24 de mayo de 2016
Una de las cosas que más trabajo me ha costado aceptar en este rollo de ser mamá, es el concepto de que se vale equivocarse, que los hijos no se rompen, que una mala tarde, una reacción equivocada, no hace la relación.
Como mamá de dos mujeres que se llevan menos de 2 años, estoy más que acostumbrada a las peleas, la rivalidad, los celos. Creo que más o menos he logrado minimizarlo procurando no comparar, no obligar a «ser amigas», creando espacios individuales (físicos) y emocionales (escapadas 1 on 1).
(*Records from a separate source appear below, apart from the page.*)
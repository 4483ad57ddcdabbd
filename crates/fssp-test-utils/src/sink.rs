//! In-memory [`ResultSink`].

use std::convert::Infallible;

use fssp_core::{ResultSink, RuleTable, RunParams};

/// Collects everything a search hands to its sink.
#[derive(Debug, Default)]
pub struct MemorySink {
    pub params: Option<RunParams>,
    pub tables: Vec<RuleTable>,
    pub ended: bool,
}

impl MemorySink {
    pub fn new() -> Self {
        Self::default()
    }
}

impl ResultSink for MemorySink {
    type Error = Infallible;

    fn begin(&mut self, params: &RunParams) -> Result<(), Infallible> {
        assert!(self.params.is_none(), "MemorySink::begin called twice");
        self.params = Some(params.clone());
        Ok(())
    }

    fn accept(&mut self, table: &RuleTable) -> Result<u64, Infallible> {
        assert!(self.params.is_some(), "MemorySink::accept before begin");
        assert!(!self.ended, "MemorySink::accept after end");
        self.tables.push(table.clone());
        Ok(self.tables.len() as u64)
    }

    fn end(&mut self) -> Result<(), Infallible> {
        self.ended = true;
        Ok(())
    }
}
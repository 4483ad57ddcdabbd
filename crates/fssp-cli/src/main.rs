//! fssp CLI
//!
//! Command-line front end for the firing squad rule table searches.

mod cli;
mod commands;
mod error;
mod logging;

use std::path::Path;

use clap::Parser;
use colored::Colorize;

use fssp_core::RunConfig;

use cli::{Cli, Commands, OutputArgs};
use error::{CliError, Result};

fn main() {
    if let Err(e) = run() {
        eprintln!("{}: {}", "error".red().bold(), e);
        std::process::exit(1);
    }
}

fn run() -> Result<()> {
    let cli = Cli::parse();

    logging::init(cli.verbose)
        .map_err(|e| CliError::user(format!("failed to initialize logging: {e}")))?;
    tracing::debug!("verbose mode enabled");

    execute_command(cli.command)
}

fn execute_command(cmd: Commands) -> Result<()> {
    match cmd {
        Commands::Ring(args) => {
            let cwd = std::env::current_dir()?;
            commands::run(&cwd, &RunConfig::Ring(args.to_config()?), &args.output)
        }
        Commands::ExpRing(args) => {
            let cwd = std::env::current_dir()?;
            commands::run(&cwd, &RunConfig::ExpRing(args.to_config()?), &args.output)
        }
        Commands::Embed(args) => {
            let cwd = std::env::current_dir()?;
            let output = OutputArgs {
                save_config: args.save_config.clone(),
                ..OutputArgs::default()
            };
            commands::run(&cwd, &RunConfig::Embed(args.to_config()?), &output)
        }
        Commands::Run { config, output } => {
            let cwd = std::env::current_dir()?;
            commands::run_config(&cwd, &config, &output)
        }
        Commands::Show { file, index } => commands::run_show(&file, index),
        Commands::Simulate {
            table,
            ring,
            max_steps,
        } => commands::run_simulate(&table, &ring, max_steps),
    }
}

/// Print a path relative to the working directory when possible.
pub(crate) fn display_path(path: &Path) -> String {
    std::env::current_dir()
        .ok()
        .and_then(|cwd| path.strip_prefix(cwd).ok().map(|p| p.display().to_string()))
        .unwrap_or_else(|| path.display().to_string())
}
También estoy acostumbrada a que son niños, a que lloran por tonterías como que le embarré ‘al revés’ la crema de cacahuate al pan.
Pero esta semana, ha sido más difícil. El mejor amigo de Lucía (de maternal a K2), se va este domingo a vivir a otro país. Aunque Lucía no dice nada específico, solamente lloró cuando le dimos la noticia y el día que le hicieron la despedida en la escuela. Pero está sumamente sensible, enojona, llora por todo, y pegando, pegando, pegando.
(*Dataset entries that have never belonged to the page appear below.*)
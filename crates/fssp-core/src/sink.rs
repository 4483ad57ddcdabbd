//! Where search results go.

use std::fmt;

use crate::RuleTable;

/// Name and parameters of a search run, in the order they are recorded.
#[derive(Debug, Clone, PartialEq, Eq)]
pub struct RunParams {
    name: String,
    entries: Vec<(String, String)>,
}

impl RunParams {
    pub fn new(name: impl Into<String>) -> Self {
        Self {
            name: name.into(),
            entries: Vec::new(),
        }
    }

    /// Append a parameter rendered with [`fmt::Display`].
    pub fn with(mut self, key: impl Into<String>, value: impl fmt::Display) -> Self {
        self.entries.push((key.into(), value.to_string()));
        self
    }

    /// Append a parameter rendered as a quoted string.
    pub fn with_text(self, key: impl Into<String>, value: impl fmt::Display) -> Self {
        self.with(key, format!("'{value}'"))
    }

    pub fn name(&self) -> &str {
        &self.name
    }

    pub fn entries(&self) -> &[(String, String)] {
        &self.entries
    }

    pub fn get(&self, key: &str) -> Option<&str> {
        self.entries
            .iter()
            .find(|(k, _)| k == key)
            .map(|(_, v)| v.as_str())
    }
}

/// Durable consumer of search results.
///
/// `accept` must not return before the table is on stable storage: a search
/// may be killed at any point, and every accepted table has to survive it.
pub trait ResultSink {
    type Error;

    /// Record the run parameters before any table.
    fn begin(&mut self, params: &RunParams) -> Result<(), Self::Error>;

    /// Persist one table; returns its 1-based id within the run.
    fn accept(&mut self, table: &RuleTable) -> Result<u64, Self::Error>;

    /// Close the run.
    fn end(&mut self) -> Result<(), Self::Error>;
}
Ayer, después de una tarde padrísima en la que ‘hasta jugué’, porque sabrán que me encanta estar con ellas, pero no soy nada de jugar, soy más de hacer manualidades, bailar, salir al parque, pero no de sentarme a jugar. En fin, después de una tarde en la que me puse estrella, doble moño y demás, de un minuto a otro, Lucía enloqueció, empezó a pelear a pegar, a gritar. Y lo lleve bien durante media hora, el problema fue, que tenía un evento, tenía que salir de la casa y no me animaba a dejarla así. Entre la prisa mental de «ya no llegué», la desesperación de los golpes, gritos y malos humores, se me chispó.
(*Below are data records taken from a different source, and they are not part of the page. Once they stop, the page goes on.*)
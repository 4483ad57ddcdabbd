//! [`TestDir`]: a scratch directory for record and configuration files.

use std::fs;
use std::path::{Path, PathBuf};
use tempfile::TempDir;

/// A temporary directory with helpers for writing inputs and reading outputs.
///
/// # Example
///
/// ```rust
/// use fssp_test_utils::workspace::TestDir;
///
/// let dir = TestDir::new();
/// let config = dir.write("run.toml", "mode = \"ring\"\n");
/// assert!(config.exists());
/// ```
pub struct TestDir {
    temp_dir: TempDir,
}

impl Default for TestDir {
    fn default() -> Self {
        Self::new()
    }
}

impl TestDir {
    pub fn new() -> Self {
        Self {
            temp_dir: TempDir::new().unwrap(),
        }
    }

    pub fn root(&self) -> &Path {
        self.temp_dir.path()
    }

    pub fn path(&self, relative: &str) -> PathBuf {
        self.root().join(relative)
    }

    /// Write `content` to `relative`, creating parent directories.
    pub fn write(&self, relative: &str, content: &str) -> PathBuf {
        let path = self.path(relative);
        if let Some(parent) = path.parent() {
            fs::create_dir_all(parent).unwrap();
        }
        fs::write(&path, content).unwrap();
        path
    }

    pub fn read(&self, relative: &str) -> String {
        fs::read_to_string(self.path(relative))
            .unwrap_or_else(|e| panic!("TestDir::read: {relative}: {e}"))
    }

    /// Files directly in the directory whose name starts with `prefix`, sorted.
    pub fn files_with_prefix(&self, prefix: &str) -> Vec<PathBuf> {
        let mut files: Vec<PathBuf> = fs::read_dir(self.root())
            .unwrap()
            .map(|entry| entry.unwrap().path())
            .filter(|path| {
                path.file_name()
                    .is_some_and(|name| name.to_string_lossy().starts_with(prefix))
            })
            .collect();
        files.sort();
        files
    }
}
No fue demasiado, pero si fue, le grité horrible de regreso, le dije dos o tres cosas infantiles tipo «me arruinaste mi plan», «a la siguiente yo te arruino el tuyo», etc. etc. horrible, infantil, agresiva, mala onda. Con el resultado, de, en efecto, una niña que cambia de agresión a llanto. A pedirme perdón. De esos perdones que saben horrible, porque no nacen de que vieron que fallaron, nacen de un pánico a perder a su mamá. De ansiedad por reparar. No les puedo decir cómo se me hizo el corazón. Inmediatamente me vi, frené, y lloré. Le pedí perdón por hablarle feo, por lastimarla, le dije que no me gustaba que pasaran estas cosas y nos abrazamos.

No sé si le pase a todas las mamás, pero a mi me pasa que me siento chinche como por tres días cuando me sale el diablo. Siento que de grande va a recordar horrible su infancia. Siento que me va a tener miedo. Que se rompió la confianza. Siento que perdí lo más por lo menos. Sí no llegué al evento, fui, pero llegué 1 hora tarde, ¿y qué? Me siento fatal, me doy de topes. Luego me acuerdo que así no es la relación, que es humano equivocarse, rebasarse, que parte de lo que, aunque doloroso, tienen que aprender las niñas, es que todos tenemos límites y botones, que si los picas, las personas reaccionan. Que el cariño no se pierde ni en el peor de los pleitos. Y que siempre, siempre, se repara. Pedir perdón, picar Stop, eso es lo importante.
Como dice Ana Serrano en su libro de 3-6 años, lo que deja marca es la repetición. Estos ‘errores’ aislados, no merman, claro que no gustan, y la idea es minimizarlos y aprovechar la maternidad como esta increíble oportunidad de madurar, de vernos en espejo y crecer. Pero me da paz acordarme que nuestra relación, que el vínculo no está hecho de 1 encuentro, de 1 mala tarde, sino de miles de momentos, detalles y cositas que se van tejiendo día con día.
¿Cómo le haces para tomar un respiro en media tormenta? Todos los tips y estrategias para manejar ratos difíciles son bienvenidos.